Sort through the listing below and keep each line with the word "DateTime". Copy those.

══ DATA FOR PROCESSING ══

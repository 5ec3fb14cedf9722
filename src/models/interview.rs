use chrono::{DateTime, Utc};
use serde::{Deserialize, Serialize};
use validator::Validate;

#[derive(Debug, Clone, Copy, PartialEq, Eq, Serialize, Deserialize)]
#[serde(rename_all = "snake_case")]
pub enum InterviewFormat {
    Video,
    Phone,
    InPerson,
}

#[derive(Debug, Clone, Copy, PartialEq, Eq, Serialize, Deserialize)]
#[serde(rename_all = "snake_case")]
pub enum InterviewStatus {
    Pending,
    Confirmed,
    Cancelled,
}

#[derive(Debug, Clone, Serialize, Deserialize)]
pub struct Interview {
    pub id: i32,
    pub candidate_id: i32,
    pub job_id: i32,
    pub scheduled_at: DateTime<Utc>,
    pub duration_minutes: u32,
    pub format: InterviewFormat,
    pub participants: Vec<String>,
    pub notes: String,
    pub status: InterviewStatus,
    pub created_at: DateTime<Utc>,
    pub updated_at: DateTime<Utc>,
}

#[derive(Debug, Deserialize, Validate)]
pub struct ScheduleInterviewRequest {
    pub candidate_id: i32,
    pub job_id: i32,
    pub scheduled_at: DateTime<Utc>,
    pub format: InterviewFormat,
    #[validate(length(min = 1))]
    pub participants: Vec<String>,
    #[serde(default)]
    pub notes: String,
}

/// Partial update; only the mutable fields (roster, notes, status).
#[derive(Debug, Deserialize)]
pub struct UpdateInterviewRequest {
    pub scheduled_at: Option<DateTime<Utc>>,
    pub participants: Option<Vec<String>>,
    pub notes: Option<String>,
    pub status: Option<InterviewStatus>,
}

═══

* _ANSWER TO THIS TASK_:
use chrono::{DateTime, Utc};
    pub scheduled_at: DateTime<Utc>,
    pub created_at: DateTime<Utc>,
    pub updated_at: DateTime<Utc>,
    pub scheduled_at: DateTime<Utc>,
    pub scheduled_at: Option<DateTime<Utc>>,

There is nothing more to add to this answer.